Scotsman Group PLC
- Company type: Public limited company
- Predecessor: King City Leisure, G1 Group
- Founded: 1990
- Founder: Stefan King
- Headquarters: Glasgow, Scotland, UK
- Website: www.scotsman.group

= Scotsman Group =

Scottish hospitality operator

The Scotsman Group (previously G1 Group and King City Leisure) is a Scottish hospitality and leisure operator based in Glasgow, Scotland. It is run by its founder Stefan King. The company operates more than 50 venues in cities all over Scotland, most notably in Glasgow and Edinburgh.

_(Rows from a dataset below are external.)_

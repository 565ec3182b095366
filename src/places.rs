//! The fixed catalog of places riders and drivers choose from.

use std::collections::HashSet;

use serde::Serialize;

use crate::entities::Place;
use crate::error::Error;

#[derive(Clone, Debug, Serialize)]
pub struct PlaceRegistry {
    places: Vec<Place>,
}

impl PlaceRegistry {
    /// Builds a registry from an ordered list. Duplicate names are rejected.
    pub fn new(places: Vec<Place>) -> Result<Self, Error> {
        let mut seen = HashSet::new();
        for place in places.iter() {
            if !seen.insert(place.name.as_str()) {
                return Err(Error::invalid_input_error());
            }
        }

        Ok(Self { places })
    }

    pub fn all(&self) -> &[Place] {
        &self.places
    }

    pub fn find(&self, name: &str) -> Option<&Place> {
        self.places.iter().find(|place| place.name == name)
    }

    /// Like [`find`](Self::find), but an absent name is an `UnknownPlace` error.
    pub fn resolve(&self, name: &str) -> Result<&Place, Error> {
        self.find(name)
            .ok_or_else(|| Error::unknown_place_error(name))
    }

}

impl Default for PlaceRegistry {
    fn default() -> Self {
        Self {
            places: vec![
                Place::new("Downtown", 40.7128, -74.0060, 5.0),
                Place::new("Airport", 40.6413, -73.7781, 15.0),
                Place::new("Train Station", 40.7506, -73.9935, 10.0),
                Place::new("Mall", 40.7580, -73.9855, 8.0),
            ],
        }
    }
}

#[cfg(test)]
mod tests {
    use super::*;

    #[test]
    fn default_catalog_is_ordered() {
        let registry = PlaceRegistry::default();
        let names: Vec<&str> = registry.all().iter().map(|p| p.name.as_str()).collect();

        assert_eq!(names, vec!["Downtown", "Airport", "Train Station", "Mall"]);
    }

    #[test]
    fn lookup_is_exact() {
        let registry = PlaceRegistry::default();

        assert_eq!(registry.find("Airport").unwrap().base_distance, 15.0);
        assert!(registry.find("airport").is_none());
        assert!(registry.resolve("Moon").unwrap_err().is_unknown_place_error());
    }

    #[test]
    fn duplicate_names_are_rejected() {
        let result = PlaceRegistry::new(vec![
            Place::new("Downtown", 40.7128, -74.0060, 5.0),
            Place::new("Downtown", 0.0, 0.0, 1.0),
        ]);

        assert!(result.is_err());
    }
}
use std::sync::Mutex;

use async_trait::async_trait;

use super::{Line, RecordStore};
use crate::error::Error;

#[derive(Debug, Default)]
pub struct MemoryStore {
    lines: Mutex<Vec<Line>>,
}

impl MemoryStore {
    pub fn new() -> Self {
        Self::default()
    }

    pub fn with_lines<I, S>(lines: I) -> Self
    where
        I: IntoIterator<Item = S>,
        S: Into<String>,
    {
        Self {
            lines: Mutex::new(lines.into_iter().map(|line| Line::from(Into::<String>::into(line))).collect()),
        }
    }

    fn lock(&self) -> Result<std::sync::MutexGuard<'_, Vec<Line>>, Error> {
        self.lines
            .lock()
            .map_err(|_| Error::storage_unavailable_error("memory store poisoned"))
    }
}

#[async_trait]
impl RecordStore for MemoryStore {
    async fn read_lines(&self) -> Result<Vec<Line>, Error> {
        Ok(self.lock()?.clone())
    }

    async fn append_line(&self, line: &str) -> Result<(), Error> {
        self.lock()?.push(Line::from(line));
        Ok(())
    }

    async fn replace_lines(&self, lines: &[Line]) -> Result<(), Error> {
        *self.lock()? = lines.to_vec();
        Ok(())
    }
}

#[test]
fn memory_store_appends_and_replaces() {
    use tokio_test::block_on;

    let store = MemoryStore::with_lines(["a"]);

    block_on(store.append_line("b")).unwrap();
    assert_eq!(block_on(store.read_lines()).unwrap(), vec!["a", "b"]);

    block_on(store.replace_lines(&[Line::from("c")])).unwrap();
    assert_eq!(block_on(store.read_lines()).unwrap(), vec!["c"]);
}
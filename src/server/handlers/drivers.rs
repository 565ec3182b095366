use axum::extract::{Extension, Json, Path, Query};
use serde::{Deserialize, Serialize};

use crate::entities::{Driver, DriverRegistration, Ride};
use crate::error::Error;
use crate::server::DynAPI;

#[derive(Serialize, Deserialize, Default)]
pub struct ListParams {
    vehicle_class: Option<String>,
}

#[derive(Serialize, Deserialize)]
pub struct RelocateParams {
    place: String,
}

pub async fn list(
    Extension(api): Extension<DynAPI>,
    Query(params): Query<ListParams>,
) -> Result<Json<Vec<Driver>>, Error> {
    let drivers = match params.vehicle_class {
        Some(vehicle_class) => api.find_drivers_by_vehicle_class(&vehicle_class).await?,
        None => api.list_drivers().await?,
    };

    Ok(drivers.into())
}

pub async fn create(
    Extension(api): Extension<DynAPI>,
    Json(registration): Json<DriverRegistration>,
) -> Result<Json<Driver>, Error> {
    let driver = api.register_driver(registration).await?;

    Ok(driver.into())
}

pub async fn find(
    Extension(api): Extension<DynAPI>,
    Path(id): Path<String>,
) -> Result<Json<Driver>, Error> {
    let driver = api.find_driver(&id).await?;

    Ok(driver.into())
}

pub async fn relocate(
    Extension(api): Extension<DynAPI>,
    Path(id): Path<String>,
    Json(params): Json<RelocateParams>,
) -> Result<Json<Driver>, Error> {
    let driver = api.relocate_driver(&id, &params.place).await?;

    Ok(driver.into())
}

pub async fn rides(
    Extension(api): Extension<DynAPI>,
    Path(id): Path<String>,
) -> Result<Json<Vec<Ride>>, Error> {
    let rides = api.rides_for_driver(&id).await?;

    Ok(rides.into())
}

#[cfg(test)]
mod tests {
    use axum::http::StatusCode;

    use super::*;
    use crate::server::handlers::test_support::{api, status};

    const DRIVERS: [&str; 2] = [
        "asha,pw,Asha,34,555,KA01,Car,Airport",
        "bilal,pw,Bilal,41,556,KA02,Bike,Downtown",
    ];

    #[tokio::test]
    async fn list_filters_by_vehicle_class_when_asked() {
        let api = api(&DRIVERS);

        let Json(all) = list(Extension(api.clone()), Query(ListParams::default())).await.unwrap();
        assert_eq!(all.len(), 2);

        let params = ListParams {
            vehicle_class: Some("Bike".into()),
        };
        let Json(bikes) = list(Extension(api), Query(params)).await.unwrap();
        let ids: Vec<&str> = bikes.iter().map(Driver::id).collect();
        assert_eq!(ids, vec!["bilal"]);
    }

    #[tokio::test]
    async fn relocate_moves_driver_and_maps_errors() {
        let api = api(&DRIVERS);

        let params = RelocateParams { place: "Mall".into() };
        let Json(driver) = relocate(Extension(api.clone()), Path("asha".into()), Json(params))
            .await
            .unwrap();
        assert_eq!(driver.location().name, "Mall");

        let params = RelocateParams { place: "Moon".into() };
        let err = relocate(Extension(api.clone()), Path("asha".into()), Json(params))
            .await
            .unwrap_err();
        assert!(err.is_unknown_place_error());
        assert_eq!(status(err), StatusCode::BAD_REQUEST);

        let params = RelocateParams { place: "Mall".into() };
        let err = relocate(Extension(api), Path("nobody".into()), Json(params))
            .await
            .unwrap_err();
        assert!(err.is_unknown_driver_error());
    }

    #[tokio::test]
    async fn duplicate_registration_is_a_bad_request() {
        let api = api(&DRIVERS);
        let registration = DriverRegistration {
            username: "asha".into(),
            password: "pw".into(),
            name: "Asha".into(),
            age: 34,
            phone_number: "555".into(),
            vehicle_number: "KA01".into(),
            vehicle_type: "Car".into(),
            location: "Mall".into(),
        };

        let err = create(Extension(api), Json(registration)).await.unwrap_err();

        assert!(err.is_duplicate_driver_error());
        assert_eq!(status(err), StatusCode::BAD_REQUEST);
    }
}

Their portfolio of venues include restaurants, bars, late night bars, nightclubs, cinemas and hotels. In recent years, the Group has become known for taking a special interest in the purchase and investment in listed buildings, or those with significant historical importance. These include former banks, newspaper headquarters and a former High Court.

==History==
Initial the company was called King City Leisure before being rebranded as G1 Group. The Scotsman Group's first venue, Club X on Royal Exchange Square in Glasgow, was opened in 1990. In 1999, the Group opened The Corinthian Club in Glasgow, which would become their flagship venue in the city. The same year the company turned a profit of £1.4 million.

In 2005, the Scotsman Group branched out into the leased pub business, with the launch of The IONA Pub Partnership. In 2011, the Group moved into the former BBC headquarters in Queen Margaret Drive, which was built in 1869 and had housed BBC Scotland between 1936 and 2007. The Scotsman Group expanded into Edinburgh in 2011 after investing almost £30 million in acquiring a number of Edinburgh pubs. In 2017, the group made its most significant investment to date with the purchase of The Scotsman Hotel on Edinburgh's Northbridge.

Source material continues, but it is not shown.